Sunday, November 14, 2010

LDS MTC Referral Center Online Missionaries Deal With Some Bizarre Requests On Mormon.Org; N.I.M. Buster Uses Chat To Harass Missionaries

Those of you who think that those LDS missionaries assigned to the Referral Center at the Missionary Training Center in Provo, Utah to perform online missionary duty on the Mormon.org chatline have "cake duty" may be surprised at what they have to deal with. Sometimes they get some rather strange and downright bizarre requests.

While Mormon.org does not publicize transcripts of the online missionaries' chats with the public, a person who posts on N.I.M. Busters deliberately called the chat as part of a harassment campaign against a ham radio operator named Mark Morgan. N.I.M. Busters bills itself as "serving the mentally ill since 2002™", and is primarily suitable only for people with an unconventional sense of humor. It contains language as well as descriptions of physiological processes which are highly inconsistent with the standards of the Church of Jesus Christ of Latter-day Saints. In short, if you visit N.I.M. Busters, expect to see profanity, obscenity, blasphemy, and graphic descriptions of sexual activity, much of it unnatural. Use discretion; this is definitely NOT suitable for kids.

On this N.I.M. Busters thread, a person brags about an encounter on the Mormon.org chatline in which the person is using the encounter to defame Mark Morgan and to harass the missionaries (I have cropped out the more objectionable parts of the graphic):


Although the online missionaries are undoubtedly aware that they're having their chains pulled, they keep their cool and respond professionally.

The point is, this is probably not an isolated incident. The online missionaries most likely have to deal with dozens of such bizarre communications each day. For a missionary who comes from a relatively sheltered background in a small town in the LDS heartland of Utah and southern Idaho, it can be a very distasteful experience. Many would undoubtedly prefer to be tracting the streets and having doors slammed in their faces rather than read the stuff presented above. The online missionaries are no less valuable and valiant spiritual warriors than those who tract on the street.
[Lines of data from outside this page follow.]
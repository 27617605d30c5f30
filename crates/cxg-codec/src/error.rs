// SPDX-License-Identifier: Apache-2.0

use cxg_core::CxgError;
use std::fmt::{Display, Formatter};

#[derive(Debug, Clone, PartialEq, Eq)]
#[non_exhaustive]
pub enum CodecError {
    BadMagic,
    UnsupportedVersion(u8),
    UnknownTypeCode(u8),
    Truncated { needed: usize, remaining: usize },
    TrailingBytes(usize),
    ColumnLength { column: usize, expected: usize, actual: usize },
    ColumnCount { expected: usize, actual: usize },
    ColIndexLength { expected: usize, actual: usize },
    InvalidCategoryCode { code: u32, categories: usize },
    SparseIndex { index: u32, size: usize },
    NonFinite(String),
    Binning(String),
    Json(String),
    TooLarge(usize),
}

impl Display for CodecError {
    fn fmt(&self, f: &mut Formatter<'_>) -> std::fmt::Result {
        match self {
            Self::BadMagic => write!(f, "buffer does not start with the matrix magic"),
            Self::UnsupportedVersion(v) => write!(f, "unsupported matrix format version {v}"),
            Self::UnknownTypeCode(c) => write!(f, "unknown column type code {c}"),
            Self::Truncated { needed, remaining } => {
                write!(f, "truncated buffer: need {needed} bytes, {remaining} remain")
            }
            Self::TrailingBytes(n) => write!(f, "{n} trailing bytes after last column"),
            Self::ColumnLength {
                column,
                expected,
                actual,
            } => write!(
                f,
                "column {column} has {actual} rows, header declares {expected}"
            ),
            Self::ColumnCount { expected, actual } => {
                write!(f, "expected {expected} columns, found {actual}")
            }
            Self::ColIndexLength { expected, actual } => {
                write!(f, "column index has {actual} entries, expected {expected}")
            }
            Self::InvalidCategoryCode { code, categories } => {
                write!(f, "category code {code} out of range for {categories} categories")
            }
            Self::SparseIndex { index, size } => {
                write!(f, "sparse index {index} out of range for size {size}")
            }
            Self::NonFinite(ctx) => write!(f, "non-finite value cannot be emitted as JSON: {ctx}"),
            Self::Binning(m) => write!(f, "binning: {m}"),
            Self::Json(m) => write!(f, "json column: {m}"),
            Self::TooLarge(n) => write!(f, "length {n} does not fit the wire format"),
        }
    }
}

impl std::error::Error for CodecError {}

impl From<CodecError> for CxgError {
    fn from(value: CodecError) -> Self {
        match value {
            CodecError::NonFinite(_) => CxgError::JsonEncoding(value.to_string()),
            other => CxgError::compute(other.to_string()),
        }
    }
}
// SPDX-License-Identifier: Apache-2.0

use serde::Serialize;
use serde_json::{Map, Value};
use sha1::Sha1;
use sha2::{Digest, Sha256};

/// Canonical form of a multi-valued query: pairs sorted by key, then by
/// value, joined as `k=v&k=v`. Parameter order, including the order of
/// repeated keys, does not affect the result.
#[must_use]
pub fn canonical_query<K, V>(pairs: &[(K, V)]) -> String
where
    K: AsRef<str>,
    V: AsRef<str>,
{
    let mut kv: Vec<(&str, &str)> = pairs
        .iter()
        .map(|(k, v)| (k.as_ref(), v.as_ref()))
        .collect();
    kv.sort_unstable();
    kv.into_iter()
        .map(|(k, v)| format!("{k}={v}"))
        .collect::<Vec<_>>()
        .join("&")
}

#[must_use]
pub fn sha1_hex(bytes: &[u8]) -> String {
    let mut hasher = Sha1::new();
    hasher.update(bytes);
    format!("{:x}", hasher.finalize())
}

#[must_use]
pub fn sha256_hex(bytes: &[u8]) -> String {
    let mut hasher = Sha256::new();
    hasher.update(bytes);
    format!("{:x}", hasher.finalize())
}

/// SHA-1 fingerprint of the canonical query string.
#[must_use]
pub fn query_fingerprint<K, V>(pairs: &[(K, V)]) -> String
where
    K: AsRef<str>,
    V: AsRef<str>,
{
    sha1_hex(canonical_query(pairs).as_bytes())
}

pub fn stable_json_bytes<T: Serialize>(value: &T) -> Result<Vec<u8>, serde_json::Error> {
    let raw = serde_json::to_value(value)?;
    serde_json::to_vec(&normalize_json_value(raw))
}

fn normalize_json_value(value: Value) -> Value {
    match value {
        Value::Object(map) => {
            let mut entries: Vec<(String, Value)> = map
                .into_iter()
                .map(|(k, v)| (k, normalize_json_value(v)))
                .collect();
            entries.sort_by(|a, b| a.0.cmp(&b.0));
            let mut sorted = Map::new();
            for (k, v) in entries {
                sorted.insert(k, v);
            }
            Value::Object(sorted)
        }
        Value::Array(items) => Value::Array(items.into_iter().map(normalize_json_value).collect()),
        other => other,
    }
}
// SPDX-License-Identifier: Apache-2.0

use super::{diffexp_available, requested_names, CachePolicy, OpContext, OpOutput};
use cxg_codec::{Column, Matrix};
use cxg_core::CxgError;
use cxg_query::normalize_embedding;
use cxg_store::Axis;
use serde_json::{json, Map, Value};

pub fn schema(ctx: OpContext<'_>) -> Result<OpOutput, CxgError> {
    let schema = ctx.adaptor.schema()?;
    OpOutput::json(&json!({ "schema": &*schema }), CachePolicy::Immutable)
}

/// Server and dataset parameters for the client. Secrets and store
/// locations are never included.
pub fn config(ctx: OpContext<'_>) -> Result<OpOutput, CxgError> {
    let (n_obs, _) = ctx.adaptor.shape();
    let cfg = ctx.config;
    let diffexp = diffexp_available(cfg, n_obs);
    let features = json!([
        {"method": "POST", "path": "diffexp/obs", "available": diffexp},
        {"method": "POST", "path": "diffexp/obs2", "available": diffexp},
        {"method": "GET", "path": "summarize/var", "available": true},
        {"method": "POST", "path": "summarize/var", "available": true},
        {"method": "GET", "path": "layout/obs", "available": true},
        {"method": "GET", "path": "genesets", "available": true},
        {"method": "PUT", "path": "genesets", "available": !cfg.features.genesets_readonly},
        {"method": "PUT", "path": "annotations/obs", "available": cfg.features.user_annotations},
    ]);
    let mut body = json!({
        "config": {
            "features": features,
            "displayNames": {
                "engine": format!("cxg-server {}", env!("CARGO_PKG_VERSION")),
                "dataset": ctx.adaptor.title(),
            },
            "parameters": {
                "max-category-items": cfg.presentation.max_categories,
                "disable-diffexp": !diffexp,
                "diffexp_lfc_cutoff": cfg.limits.query.diffexp_lfc_cutoff,
                "annotations": cfg.features.user_annotations,
                "custom_colors": cfg.features.custom_colors,
                "X_approximate_distribution": ctx.adaptor.approx_distribution().as_str(),
            },
            "limits": {
                "column_request_max": cfg.limits.query.column_request_max,
                "diffexp_cellcount_max": cfg.limits.query.diffexp_cellcount_max,
            },
        }
    });
    if let (Some(corpora), Some(config)) = (ctx.adaptor.corpora(), body.get_mut("config")) {
        if let Some(obj) = config.as_object_mut() {
            obj.insert("corpora_props".to_string(), corpora.clone());
        }
    }
    OpOutput::json(&body, CachePolicy::NoStore)
}

/// Annotation columns of one axis. Obs responses are uncacheable when any
/// obs column is user-writable.
pub fn annotations(ctx: OpContext<'_>, axis: Axis, requested: &[String]) -> Result<OpOutput, CxgError> {
    let adaptor = ctx.adaptor;
    let names = requested_names(ctx.config, requested, || match axis {
        Axis::Obs => adaptor.obs_keys(),
        Axis::Var => adaptor.var_keys(),
    })?;
    if let Some(unknown) = names.iter().find(|n| !adaptor.has_column(axis, n)) {
        return Err(CxgError::filter(format!(
            "unknown {} annotation {unknown}",
            axis.as_str()
        )));
    }
    let columns = names
        .iter()
        .map(|name| adaptor.query(axis, name).map(|c| (*c).clone()))
        .collect::<Result<Vec<Column>, _>>()?;
    let n_rows = match axis {
        Axis::Obs => adaptor.shape().0,
        Axis::Var => adaptor.shape().1,
    };
    let cache = if axis == Axis::Obs && adaptor.schema()?.has_writable_obs() {
        CachePolicy::NoStore
    } else {
        CachePolicy::Immutable
    };
    let matrix = Matrix::new(n_rows, columns).with_col_index(Column::Strings(names));
    OpOutput::matrix(&matrix, cache, ctx.config.limits.response_max_bytes)
}

/// Embeddings normalized into the unit square, two columns per embedding
/// named `<name>_0` and `<name>_1`.
pub fn layout_obs(ctx: OpContext<'_>, requested: &[String]) -> Result<OpOutput, CxgError> {
    let adaptor = ctx.adaptor;
    let names = requested_names(ctx.config, requested, || adaptor.embedding_names().to_vec())?;
    if let Some(unknown) = names
        .iter()
        .find(|n| !adaptor.embedding_names().contains(n))
    {
        return Err(CxgError::filter(format!("unknown layout {unknown}")));
    }
    let mut labels = Vec::with_capacity(names.len() * 2);
    let mut columns = Vec::with_capacity(names.len() * 2);
    for name in &names {
        let mut dims = adaptor.embedding(name, 2)?;
        normalize_embedding(&mut dims);
        for (d, values) in dims.into_iter().enumerate() {
            labels.push(format!("{name}_{d}"));
            columns.push(Column::Float32(values));
        }
    }
    let matrix = Matrix::new(adaptor.shape().0, columns).with_col_index(Column::Strings(labels));
    OpOutput::matrix(
        &matrix,
        CachePolicy::Immutable,
        ctx.config.limits.response_max_bytes,
    )
}

pub fn colors(ctx: OpContext<'_>) -> Result<OpOutput, CxgError> {
    if !ctx.config.features.custom_colors {
        return OpOutput::json(&Value::Object(Map::new()), CachePolicy::Immutable);
    }
    OpOutput::json(&ctx.adaptor.colors(), CachePolicy::Immutable)
}

pub fn genesets(ctx: OpContext<'_>) -> Result<OpOutput, CxgError> {
    let genesets = ctx.adaptor.genesets()?;
    let cache = if ctx.config.features.genesets_readonly {
        CachePolicy::Immutable
    } else {
        CachePolicy::NoStore
    };
    OpOutput::json(&json!({ "genesets": genesets, "tid": 0 }), cache)
}

pub fn dataset_metadata(ctx: OpContext<'_>) -> Result<OpOutput, CxgError> {
    let location = ctx.location;
    let mut metadata = Map::new();
    let mut put = |key: &str, value: Option<Value>| {
        if let Some(v) = value {
            metadata.insert(key.to_string(), v);
        }
    };
    put("dataset_id", location.dataset_id.clone().map(Value::String));
    put("collection_id", location.collection_id.clone().map(Value::String));
    put(
        "collection_visibility",
        location.collection_visibility.clone().map(Value::String),
    );
    put("title", Some(Value::String(ctx.adaptor.title())));
    put("about", ctx.adaptor.about().map(|a| Value::String(a.to_string())));
    put("corpora", ctx.adaptor.corpora().cloned());
    OpOutput::json(&json!({ "metadata": metadata }), CachePolicy::NoStore)
}

pub fn s3_uri(ctx: OpContext<'_>) -> Result<OpOutput, CxgError> {
    OpOutput::json(&ctx.location.store_uri, CachePolicy::NoStore)
}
There are currently around 10 missionaries assigned to the MTC Provo Referral Center; there've been as many as 30 in the past. All of them are either injured or disabled. Some served time in the field but suffered injury or illness; others have cancer, cystic fibrosis, MS, and other handicaps. Yet they get the same opportunity to share the Gospel as conventional full-time missionaries. A consultant to the Referral Center describes them as some of the sharpest people he's ever dealt with. They are not in the Provo mission, but serve under President Ralph W. Smith of the MTC and more directly under President John Allen, who presides over their branch. Not long ago the branch was made into the Referral Center Mission, though its position in the MTC keeps it from being entirely independent.

One way to become an online missionary is to partner up with the online missionaries at the MTC Referral Center. The online missionaries are looking for volunteers to help them engage in the online process. They solicit help through the use of a Facebook page to find possible people to help them gain ideas. Then they have you give them your Skype name so they can call you on a weekly audio Skype chat to discuss ways of doing this or soliciting ideas on ways they can improve the online missionary process.

But you don't need a formal mission call to be an online missionary. You can set up a website or blog or otherwise participate in the online conversation about the Church and the restored gospel of Jesus Christ, just like I do here. I like to use current events stories about Mormons; I then expand upon the media stories, providing more background and links to LDS resources as a missionary tool. So get out there, share your beliefs, try to reach people and touch their hearts. In the process you will become an online member missionary, and do great things to move the work of the Lord forward.